Michael O’Flaherty, Director, EU Agency for Fundamental Rights, FRA, 2017. Photo Credit: Arno Mikkor, Aron Urb via Wikimedia Commons

Galway native Professor Michael O’Flaherty has been elected as the new Commissioner for Human Rights at the Council of Europe.

O’Flaherty who is from Salthill and lectures on human rights law at the University of Galway, was elected on Wednesday evening at the Council of Europe’s parliamentary assembly.

The Commissioner is an independent and impartial non-judicial institution established in 1999 by the Council of Europe to promote awareness of and respect for human rights across the Council’s 46 member states.

Speaking after the announcement of the vote, the Tánaiste Micheál Martin said, “I want to congratulate Michael O’Flaherty on his election as Commissioner for Human Rights of the Council of Europe.

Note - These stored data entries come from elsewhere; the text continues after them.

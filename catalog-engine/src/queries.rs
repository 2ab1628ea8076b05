//! Get/List surface (ADDED — supplement from `did.py` / spec §6): thin
//! read operations and the bulk top-level creation/sampling entry points
//! spec §6's operation table names but doesn't walk through in prose.

use std::collections::HashSet;

use catalog_core::errors::CatalogError;
use catalog_core::types::{Association, Did, DidKey};
use catalog_storage::queries::{associations, dids, graph};
use catalog_storage::CatalogTx;

/// `get_did(scope, name)` (spec §6). Touches `accessed_at`/`access_cnt`.
pub fn get_did(tx: &CatalogTx<'_>, key: &DidKey, now: i64) -> Result<Did, CatalogError> {
    let did = dids::get_did(tx.raw(), key)?.ok_or_else(|| CatalogError::DidNotFound {
        scope: key.scope.clone(),
        name: key.name.clone(),
    })?;
    tx.touch_did(key, now)?;
    Ok(did)
}

/// `list_content(scope, name)` (spec §6): direct children of a collection.
pub fn list_content(tx: &CatalogTx<'_>, key: &DidKey) -> Result<Vec<Association>, CatalogError> {
    Ok(associations::list_children(tx.raw(), key)?)
}

/// `list_files(scope, name)` (spec §6): every FILE reachable downward,
/// deduplicated (spec §4.1, §4.8).
pub fn list_files(tx: &CatalogTx<'_>, key: &DidKey) -> Result<Vec<DidKey>, CatalogError> {
    Ok(graph::recursive_files(tx.raw(), key)?)
}

/// `list_parent_dids(scope, name)` (spec §6): direct parents only.
pub fn list_parent_dids(tx: &CatalogTx<'_>, key: &DidKey) -> Result<Vec<Association>, CatalogError> {
    Ok(associations::list_parents(tx.raw(), key)?)
}

/// `list_all_parent_dids(scope, name)` (spec §6, §4.9): every ancestor at
/// any depth, deduplicated.
pub fn list_all_parent_dids(tx: &CatalogTx<'_>, key: &DidKey) -> Result<Vec<DidKey>, CatalogError> {
    Ok(graph::recursive_ancestors(tx.raw(), key)?)
}

/// `add_dids(dids)` (spec §6): bulk top-level creation of new DIDs, not
/// attached to any parent. Distinct from `attach::attach_dids_to_dids`,
/// which only ever links an existing or newly-materialized child under a
/// named parent.
pub fn add_dids(tx: &CatalogTx<'_>, new_dids: &[Did]) -> Result<(), CatalogError> {
    for did in new_dids {
        let key = DidKey::new(did.scope.clone(), did.name.clone());
        if dids::get_did(tx.raw(), &key)?.is_some() {
            return Err(CatalogError::DidAlreadyExists {
                scope: did.scope.clone(),
                name: did.name.clone(),
            });
        }
    }
    dids::bulk_insert_dids(tx.raw(), new_dids)?;
    Ok(())
}

/// `create_did_sample(input, output, account, nbfiles)` (spec §6): copy a
/// random subset of `input`'s direct content into a newly created
/// collection `output`, per `did.py`'s `create_did_sample` — sampling
/// `nbfiles` distinct children (not a recursive file expansion).
pub fn create_did_sample(
    tx: &CatalogTx<'_>,
    input: &DidKey,
    output: &Did,
    nbfiles: usize,
    sample_indices: &[usize],
) -> Result<(), CatalogError> {
    let children = associations::list_children(tx.raw(), input)?;
    if children.len() < nbfiles {
        return Err(CatalogError::UnsupportedOperation {
            scope: input.scope.clone(),
            name: input.name.clone(),
            reason: format!(
                "requested sample of {nbfiles} files but only {} children exist",
                children.len()
            ),
        });
    }

    dids::insert_did(tx.raw(), output)?;

    let output_key = DidKey::new(output.scope.clone(), output.name.clone());
    let mut taken: HashSet<DidKey> = HashSet::new();
    for &idx in sample_indices.iter().take(nbfiles) {
        let child = &children[idx % children.len()];
        let child_key = DidKey::new(child.child_scope.clone(), child.child_name.clone());
        if !taken.insert(child_key.clone()) {
            continue;
        }
        associations::insert_association(
            tx.raw(),
            &Association {
                parent_scope: output_key.scope.clone(),
                parent_name: output_key.name.clone(),
                child_scope: child_key.scope,
                child_name: child_key.name,
                did_type: output.did_type,
                child_type: child.child_type,
                bytes: child.bytes,
                adler32: child.adler32.clone(),
                md5: child.md5.clone(),
                guid: child.guid.clone(),
                events: child.events,
                rule_evaluation: false,
            },
        )?;
    }
    Ok(())
}
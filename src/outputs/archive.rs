//! Zip archive of a run's output files.
//!
//! Entries are named by their path relative to the output directory,
//! sorted, and stamped with a fixed modification time, so the same set of
//! files always produces the same archive bytes.

use crate::error::{CrawlError, Result};
use std::fs::File;
use std::io;
use std::path::{Path, PathBuf};
use tracing::{info, instrument};
use zip::write::SimpleFileOptions;
use zip::{CompressionMethod, ZipArchive, ZipWriter};

/// Bundle `files` into a zip at `dest`.
///
/// # Arguments
///
/// * `files` - Files to store; order and repeats do not matter
/// * `base` - Directory entry names are made relative to. Files outside it
///   are stored under their file name.
/// * `dest` - Archive path; parent directories are created
///
/// # Returns
///
/// The archive path.
///
/// # Errors
///
/// Returns [`CrawlError::Io`] if a source file cannot be read or the
/// archive cannot be created, and [`CrawlError::Archive`] on zip failures.
#[instrument(level = "info", skip_all, fields(dest = %dest.display(), files = files.len()))]
pub fn create_archive(files: &[PathBuf], base: &Path, dest: &Path) -> Result<PathBuf> {
    let mut entries: Vec<(String, &PathBuf)> = files.iter().map(|f| (entry_name(f, base), f)).collect();
    entries.sort_by(|a, b| a.0.cmp(&b.0));
    entries.dedup_by(|a, b| a.0 == b.0);

    if let Some(parent) = dest.parent().filter(|p| !p.as_os_str().is_empty()) {
        std::fs::create_dir_all(parent).map_err(|e| CrawlError::io(parent, e))?;
    }
    let out = File::create(dest).map_err(|e| CrawlError::io(dest, e))?;
    let mut zip = ZipWriter::new(out);
    let options = SimpleFileOptions::default()
        .compression_method(CompressionMethod::Deflated)
        .last_modified_time(zip::DateTime::default())
        .unix_permissions(0o644);

    for (name, path) in &entries {
        zip.start_file(name.as_str(), options)?;
        let mut src = File::open(path).map_err(|e| CrawlError::io(path.as_path(), e))?;
        io::copy(&mut src, &mut zip).map_err(|e| CrawlError::io(path.as_path(), e))?;
    }
    zip.finish()?;

    info!(entries = entries.len(), "Wrote archive");
    Ok(dest.to_path_buf())
}

/// Names of the entries stored in an archive, in archive order.
///
/// # Errors
///
/// Returns [`CrawlError::Io`] if the file cannot be opened, and
/// [`CrawlError::Archive`] if it is not a readable zip.
pub fn list_archive(path: &Path) -> Result<Vec<String>> {
    let file = File::open(path).map_err(|e| CrawlError::io(path, e))?;
    let mut archive = ZipArchive::new(file)?;
    let mut names = Vec::with_capacity(archive.len());
    for i in 0..archive.len() {
        names.push(archive.by_index(i)?.name().to_string());
    }
    Ok(names)
}

fn entry_name(file: &Path, base: &Path) -> String {
    match file.strip_prefix(base) {
        Ok(rel) => rel
            .components()
            .map(|c| c.as_os_str().to_string_lossy())
            .collect::<Vec<_>>()
            .join("/"),
        Err(_) => file
            .file_name()
            .map(|n| n.to_string_lossy().into_owned())
            .unwrap_or_default(),
    }
}
//! Utility functions for file naming, log formatting and output directories.

use crate::error::{CrawlError, Result};
use once_cell::sync::Lazy;
use regex::Regex;
use std::fs as stdfs;
use std::path::Path;
use tokio::fs;
use tracing::{info, instrument};

/// Characters that are not allowed in file names on common filesystems.
static FORBIDDEN: Lazy<Regex> = Lazy::new(|| Regex::new(r#"[<>:"/\\|?*]"#).unwrap());

/// Longest file stem produced by [`sanitize_filename`], in characters.
pub const MAX_STEM_CHARS: usize = 50;

/// Turn an article title into a file stem.
///
/// Forbidden characters become `_`, and the result is cut to
/// [`MAX_STEM_CHARS`] characters.
///
/// # Arguments
///
/// * `title` - The article headline
///
/// # Returns
///
/// A stem safe to join onto the output directory. Path separators never
/// survive, so the file always lands directly inside that directory.
///
/// # Examples
///
/// ```ignore
/// assert_eq!(sanitize_filename("a/b: c?"), "a_b_ c_");
/// ```
pub fn sanitize_filename(title: &str) -> String {
    FORBIDDEN
        .replace_all(title, "_")
        .chars()
        .take(MAX_STEM_CHARS)
        .collect()
}

/// Truncate a string for logging purposes.
///
/// Strings longer than `max` characters are cut and suffixed with an
/// ellipsis and the number of characters dropped.
///
/// # Arguments
///
/// * `s` - The string to potentially truncate
/// * `max` - Maximum number of characters to keep
///
/// # Returns
///
/// The original string if it is short enough, otherwise the first `max`
/// characters followed by `"…(+N chars)"`.
///
/// # Examples
///
/// ```ignore
/// assert_eq!(truncate_for_log("short", 100), "short");
/// assert_eq!(truncate_for_log(&"a".repeat(12), 10), "aaaaaaaaaa…(+2 chars)");
/// ```
pub fn truncate_for_log(s: &str, max: usize) -> String {
    let total = s.chars().count();
    if total <= max {
        s.to_string()
    } else {
        let head: String = s.chars().take(max).collect();
        format!("{}…(+{} chars)", head, total - max)
    }
}

/// Ensure a directory exists and is writable.
///
/// Creates the directory if needed, then writes and removes a scratch file.
///
/// # Arguments
///
/// * `path` - The directory to validate
///
/// # Errors
///
/// Returns [`CrawlError::Io`] if:
/// - The directory cannot be created
/// - The directory is not writable (permission denied, read-only filesystem, etc.)
#[instrument(level = "info", skip_all, fields(path = %path.display()))]
pub async fn ensure_writable_dir(path: &Path) -> Result<()> {
    fs::create_dir_all(path)
        .await
        .map_err(|e| CrawlError::io(path, e))?;
    let scratch = path.join(".__write_check__");
    match stdfs::File::create(&scratch) {
        Ok(_) => {
            let _ = stdfs::remove_file(&scratch);
            info!("Output directory is writable");
            Ok(())
        }
        Err(e) => Err(CrawlError::io(path, e)),
    }
}
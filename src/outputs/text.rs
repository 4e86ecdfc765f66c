//! One text file per article.

use crate::error::{CrawlError, Result};
use crate::models::Article;
use crate::utils::sanitize_filename;
use std::path::{Path, PathBuf};
use tokio::fs;
use tracing::{debug, instrument};

/// Write an article as `{title}\n\n{content}` into `dir`.
///
/// The file is named after the sanitized title. An existing file with the
/// same name is replaced, so rerunning over the same pages leaves identical
/// files behind.
///
/// # Arguments
///
/// * `article` - The extracted article
/// * `dir` - Output directory; must already exist
///
/// # Returns
///
/// The path written, or `None` for an article without a title.
///
/// # Errors
///
/// Returns [`CrawlError::Io`] if the file cannot be written.
#[instrument(level = "debug", skip_all, fields(url = %article.url))]
pub async fn write_article_text(article: &Article, dir: &Path) -> Result<Option<PathBuf>> {
    if article.title.is_empty() {
        return Ok(None);
    }

    let path = dir.join(format!("{}.txt", sanitize_filename(&article.title)));
    let body = format!("{}\n\n{}", article.title, article.content);
    fs::write(&path, body)
        .await
        .map_err(|e| CrawlError::io(&path, e))?;
    debug!(path = %path.display(), "Wrote article text");

    Ok(Some(path))
}

#[cfg(test)]
mod tests {
    use super::*;

    fn article(title: &str, content: &str) -> Article {
        Article {
            url: "https://www.nur.cn/news/1.shtml".to_string(),
            title: title.to_string(),
            content: content.to_string(),
            publish_date: None,
            category: None,
            author: None,
            crawl_time: "2024-05-06T09:30:00+08:00".to_string(),
            content_length: content.chars().count(),
        }
    }

    #[tokio::test]
    async fn test_writes_title_and_body() {
        let tmp = tempfile::tempdir().unwrap();
        let path = write_article_text(&article("Example", "Hello news"), tmp.path())
            .await
            .unwrap()
            .unwrap();

        assert_eq!(path, tmp.path().join("Example.txt"));
        assert_eq!(std::fs::read_to_string(&path).unwrap(), "Example\n\nHello news");
    }

    #[tokio::test]
    async fn test_untitled_article_is_not_written() {
        let tmp = tempfile::tempdir().unwrap();
        let written = write_article_text(&article("", "body"), tmp.path()).await.unwrap();

        assert!(written.is_none());
        assert_eq!(std::fs::read_dir(tmp.path()).unwrap().count(), 0);
    }

    #[tokio::test]
    async fn test_unsafe_title_stays_inside_dir() {
        let tmp = tempfile::tempdir().unwrap();
        let path = write_article_text(&article("../etc/passwd?", "x"), tmp.path())
            .await
            .unwrap()
            .unwrap();

        assert_eq!(path.parent().unwrap(), tmp.path());
        assert_eq!(path.file_name().unwrap(), ".._etc_passwd_.txt");
    }

    #[tokio::test]
    async fn test_missing_dir_is_io_error() {
        let tmp = tempfile::tempdir().unwrap();
        let err = write_article_text(&article("T", "x"), &tmp.path().join("missing"))
            .await
            .unwrap_err();

        assert!(matches!(err, CrawlError::Io { .. }));
    }
}
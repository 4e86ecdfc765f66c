//! In-memory stand-ins for the network, shared by unit tests.

use crate::crawler::PageHandler;
use crate::error::{CrawlError, Result};
use crate::fetcher::{FetchedPage, PageFetcher};
use crate::models::PageResult;
use std::collections::HashMap;
use std::sync::atomic::{AtomicUsize, Ordering};
use url::Url;

/// Serves a fixed set of pages; everything else is a 404.
#[derive(Debug, Default)]
pub struct MockFetcher {
    pages: HashMap<String, String>,
    requests: AtomicUsize,
}

impl MockFetcher {
    pub fn new() -> Self {
        Self::default()
    }

    pub fn page(mut self, url: &str, html: &str) -> Self {
        self.pages.insert(url.to_string(), html.to_string());
        self
    }

    /// Number of fetches issued so far.
    pub fn requests(&self) -> usize {
        self.requests.load(Ordering::SeqCst)
    }
}

impl PageFetcher for MockFetcher {
    async fn fetch(&self, url: &Url) -> Result<FetchedPage> {
        self.requests.fetch_add(1, Ordering::SeqCst);
        match self.pages.get(url.as_str()) {
            Some(html) => Ok(FetchedPage {
                url: url.clone(),
                status: 200,
                html: html.clone(),
            }),
            None => Err(CrawlError::Status {
                url: url.to_string(),
                status: 404,
            }),
        }
    }
}

impl PageHandler for Vec<PageResult> {
    async fn handle(&mut self, page: PageResult) -> Result<()> {
        self.push(page);
        Ok(())
    }
}
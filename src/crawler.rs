//! Breadth-first deep crawl.
//!
//! The crawl starts at depth 0 with the seed URLs and proceeds level by
//! level. Links found on a page at depth `d` are queued at `d + 1` as long as
//! `d < max_depth`. Every URL is fetched at most once, and no more than
//! `max_pages` pages are fetched in total.
//!
//! Pages of one level are fetched concurrently (`concurrency` in flight)
//! but handed to the [`PageHandler`] in discovery order, so two crawls of
//! an unchanged site see the same sequence of pages.

use crate::config::CrawlConfig;
use crate::error::{CrawlError, Result};
use crate::extract::extract_links;
use crate::fetcher::PageFetcher;
use crate::models::PageResult;
use futures::stream::{self, StreamExt};
use std::collections::HashSet;
use tracing::{debug, info, instrument, warn};
use url::Url;

/// Receives every page of a crawl as soon as it is fetched.
pub trait PageHandler {
    /// Returning an error stops the crawl.
    async fn handle(&mut self, page: PageResult) -> Result<()>;
}

#[derive(Debug)]
pub struct DeepCrawler<'a, F> {
    fetcher: &'a F,
    max_depth: usize,
    max_pages: usize,
    include_external: bool,
    concurrency: usize,
}

impl<'a, F: PageFetcher> DeepCrawler<'a, F> {
    pub fn new(fetcher: &'a F, config: &CrawlConfig) -> Self {
        Self {
            fetcher,
            max_depth: config.effective_depth(),
            max_pages: config.max_pages,
            include_external: config.include_external,
            concurrency: config.concurrency.max(1),
        }
    }

    /// Crawl from `seeds`, feeding each page to `handler`.
    ///
    /// Returns the number of pages fetched.
    #[instrument(level = "info", skip_all, fields(seeds = seeds.len(), max_depth = self.max_depth, max_pages = self.max_pages))]
    pub async fn crawl<H: PageHandler>(&self, seeds: Vec<Url>, handler: &mut H) -> Result<usize> {
        let domains: HashSet<String> = seeds
            .iter()
            .filter_map(|u| u.host_str().map(site_domain))
            .collect();
        let mut visited: HashSet<String> = HashSet::new();
        let mut level: Vec<Url> = seeds
            .into_iter()
            .map(strip_fragment)
            .filter(|u| visited.insert(u.to_string()))
            .collect();

        let fetcher = self.fetcher;
        let mut depth = 0;
        let mut fetched = 0;

        while !level.is_empty() && fetched < self.max_pages {
            level.truncate(self.max_pages - fetched);
            info!(depth, urls = level.len(), "Crawling level");

            let mut next_level = Vec::new();
            let mut results = stream::iter(level)
                .map(move |url| async move {
                    let outcome = fetcher.fetch(&url).await;
                    (url, outcome)
                })
                .buffered(self.concurrency);

            while let Some((url, outcome)) = results.next().await {
                fetched += 1;
                let page = match outcome {
                    Ok(page) => {
                        visited.insert(page.url.to_string());
                        if depth < self.max_depth {
                            for link in extract_links(&page.html, &page.url) {
                                if self.should_follow(&link, &domains) && visited.insert(link.to_string()) {
                                    next_level.push(link);
                                }
                            }
                        }
                        PageResult {
                            url: page.url.to_string(),
                            depth,
                            status: Some(page.status),
                            html: Some(page.html),
                            error: None,
                        }
                    }
                    Err(e) if !e.is_page_error() => return Err(e),
                    Err(e) => {
                        warn!(%url, depth, error = %e, "Fetch failed; skipping page");
                        PageResult {
                            url: url.to_string(),
                            depth,
                            status: error_status(&e),
                            html: None,
                            error: Some(e.to_string()),
                        }
                    }
                };
                handler.handle(page).await?;
            }

            debug!(depth, discovered = next_level.len(), "Level complete");
            level = next_level;
            depth += 1;
        }

        info!(pages = fetched, "Crawl finished");
        Ok(fetched)
    }

    fn should_follow(&self, link: &Url, domains: &HashSet<String>) -> bool {
        if !matches!(link.scheme(), "http" | "https") {
            return false;
        }
        self.include_external
            || link
                .host_str()
                .is_some_and(|h| domains.iter().any(|d| same_site(h, d)))
    }
}

/// Host with a leading `www.` removed; `www.nur.cn` and `nur.cn` are one site.
fn site_domain(host: &str) -> String {
    let host = host.to_ascii_lowercase();
    match host.strip_prefix("www.") {
        Some(rest) => rest.to_string(),
        None => host,
    }
}

/// Whether `host` is `domain` itself or one of its subdomains.
fn same_site(host: &str, domain: &str) -> bool {
    let host = site_domain(host);
    host == domain
        || host
            .strip_suffix(domain)
            .is_some_and(|prefix| prefix.ends_with('.'))
}

fn strip_fragment(mut url: Url) -> Url {
    url.set_fragment(None);
    url
}

fn error_status(e: &CrawlError) -> Option<u16> {
    match e {
        CrawlError::Status { status, .. } => Some(*status),
        CrawlError::Fetch { source, .. } => source.status().map(|s| s.as_u16()),
        _ => None,
    }
}

#[cfg(test)]
mod tests {
    use super::*;
    use crate::testing::MockFetcher;

    fn site() -> MockFetcher {
        MockFetcher::new()
            .page(
                "https://www.nur.cn/",
                r#"<a href="/news/a.shtml">a</a>
                   <a href="/news/b.shtml">b</a>
                   <a href="/list.shtml">list</a>
                   <a href="https://other.example/">external</a>
                   <a href="mailto:info@nur.cn">mail</a>"#,
            )
            .page("https://www.nur.cn/news/a.shtml", r#"<a href="/">home</a><a href="/news/c.shtml">c</a>"#)
            .page("https://www.nur.cn/news/b.shtml", "<p>b</p>")
            .page("https://www.nur.cn/list.shtml", r#"<a href="/news/d.shtml">d</a>"#)
            .page("https://www.nur.cn/news/c.shtml", r#"<a href="/news/e.shtml">e</a>"#)
            .page("https://www.nur.cn/news/d.shtml", "<p>d</p>")
            .page("https://other.example/", "<p>x</p>")
    }

    fn config(depth: usize, pages: usize) -> CrawlConfig {
        CrawlConfig {
            max_depth: depth,
            max_pages: pages,
            concurrency: 2,
            ..CrawlConfig::default()
        }
    }

    fn seed() -> Vec<Url> {
        vec![Url::parse("https://www.nur.cn/").unwrap()]
    }

    fn urls(pages: &[PageResult]) -> Vec<&str> {
        pages.iter().map(|p| p.url.as_str()).collect()
    }

    #[tokio::test]
    async fn test_bfs_order_and_depth_limit() {
        let fetcher = site();
        let mut pages: Vec<PageResult> = Vec::new();
        let fetched = DeepCrawler::new(&fetcher, &config(1, 100))
            .crawl(seed(), &mut pages)
            .await
            .unwrap();

        assert_eq!(fetched, 4);
        assert_eq!(
            urls(&pages),
            vec![
                "https://www.nur.cn/",
                "https://www.nur.cn/news/a.shtml",
                "https://www.nur.cn/news/b.shtml",
                "https://www.nur.cn/list.shtml",
            ]
        );
        assert_eq!(pages[0].depth, 0);
        assert!(pages[1..].iter().all(|p| p.depth == 1));
    }

    #[tokio::test]
    async fn test_deeper_levels_never_revisit() {
        let fetcher = site();
        let mut pages: Vec<PageResult> = Vec::new();
        DeepCrawler::new(&fetcher, &config(3, 100))
            .crawl(seed(), &mut pages)
            .await
            .unwrap();

        let got = urls(&pages);
        assert_eq!(got.len(), 7);
        assert_eq!(got.iter().filter(|u| **u == "https://www.nur.cn/").count(), 1);
        assert!(!got.contains(&"https://other.example/"));
        let e = pages.iter().find(|p| p.url == "https://www.nur.cn/news/e.shtml").unwrap();
        assert_eq!(e.depth, 3);
        assert!(!e.success());
    }

    #[tokio::test]
    async fn test_max_pages_caps_fetches() {
        let fetcher = site();
        let mut pages: Vec<PageResult> = Vec::new();
        let fetched = DeepCrawler::new(&fetcher, &config(3, 2))
            .crawl(seed(), &mut pages)
            .await
            .unwrap();

        assert_eq!(fetched, 2);
        assert_eq!(pages.len(), 2);
        assert_eq!(fetcher.requests(), 2);
    }

    #[tokio::test]
    async fn test_include_external() {
        let fetcher = site();
        let mut pages: Vec<PageResult> = Vec::new();
        let config = CrawlConfig {
            include_external: true,
            ..config(1, 100)
        };
        DeepCrawler::new(&fetcher, &config)
            .crawl(seed(), &mut pages)
            .await
            .unwrap();

        assert!(urls(&pages).contains(&"https://other.example/"));
        assert!(!urls(&pages).iter().any(|u| u.starts_with("mailto:")));
    }

    #[tokio::test]
    async fn test_failed_pages_are_reported_and_skipped() {
        let fetcher = MockFetcher::new()
            .page("https://www.nur.cn/", r#"<a href="/missing.shtml">x</a><a href="/ok.shtml">y</a>"#)
            .page("https://www.nur.cn/ok.shtml", "<p>ok</p>");
        let mut pages: Vec<PageResult> = Vec::new();
        DeepCrawler::new(&fetcher, &config(1, 100))
            .crawl(seed(), &mut pages)
            .await
            .unwrap();

        assert_eq!(pages.len(), 3);
        let missing = &pages[1];
        assert_eq!(missing.url, "https://www.nur.cn/missing.shtml");
        assert_eq!(missing.status, Some(404));
        assert!(missing.error.is_some());
        assert!(pages[2].success());
    }

    #[tokio::test]
    async fn test_bare_domain_and_subdomains_are_internal() {
        let fetcher = MockFetcher::new()
            .page(
                "https://www.nur.cn/",
                r#"<a href="https://nur.cn/news/a.shtml">bare</a>
                   <a href="https://m.nur.cn/news/b.shtml">mobile</a>
                   <a href="https://notnur.cn/news/c.shtml">lookalike</a>
                   <a href="https://nur.cn.example/news/d.shtml">suffix</a>"#,
            )
            .page("https://nur.cn/news/a.shtml", "<p>a</p>")
            .page("https://m.nur.cn/news/b.shtml", "<p>b</p>");
        let mut pages: Vec<PageResult> = Vec::new();
        DeepCrawler::new(&fetcher, &config(1, 100))
            .crawl(seed(), &mut pages)
            .await
            .unwrap();

        assert_eq!(
            urls(&pages),
            vec![
                "https://www.nur.cn/",
                "https://nur.cn/news/a.shtml",
                "https://m.nur.cn/news/b.shtml",
            ]
        );
        assert!(pages.iter().all(|p| p.success()));
    }

    #[test]
    fn test_same_site() {
        assert_eq!(site_domain("WWW.nur.cn"), "nur.cn");
        assert!(same_site("www.nur.cn", "nur.cn"));
        assert!(same_site("nur.cn", "nur.cn"));
        assert!(same_site("m.nur.cn", "nur.cn"));
        assert!(!same_site("notnur.cn", "nur.cn"));
        assert!(!same_site("nur.cn.example", "nur.cn"));
    }

    #[tokio::test]
    async fn test_handler_error_stops_crawl() {
        struct FailFirst;
        impl PageHandler for FailFirst {
            async fn handle(&mut self, _page: PageResult) -> Result<()> {
                Err(CrawlError::InvalidConfig("stop".into()))
            }
        }

        let fetcher = site();
        let result = DeepCrawler::new(&fetcher, &config(3, 100))
            .crawl(seed(), &mut FailFirst)
            .await;

        assert!(result.is_err());
        assert_eq!(fetcher.requests(), 1);
    }
}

“Professor O’Flaherty has served with great distinction in several high level positions in the field of human rights and his election as Commissioner is a mark of the high regard in which he is held.

“His extensive human rights expertise, strong record of leadership and demonstrated courage, integrity and resilience, are qualities that will benefit him as he takes up his new role.

“The office of Commissioner is central to the protection of human rights and fundamental freedoms in Europe. Never have these ideals and principles been more important.”

O’Flaherty (64) has a strong background in human rights, which he took up in the 1990s after leaving the Catholic Priesthood.

He was chief commissioner of the Northern Ireland Human Rights Commission from 2011 to 2013, and was made an Established Professor of Human Rights Law at the Irish Centre for Human Rights at the University of Galway in 2013.

O’Flaherty is the outgoing Director of the European Union Fundamental Rights Agency and also has extensive experience working on human rights issues with the UN over the past 18 years.

There he worked on setting up human rights field operations in conflict-affected conflicts such as Sierra Leone and Bosnia and Herzegovina, as well as serving as a member of the UN Human Rights Committee.

His election to Human Rights Commissioner is the highest non-judicial post held by an Irish person at the Council of Europe.

Professor O’Flaherty will take up the position of Commissioner on April 1, 2024.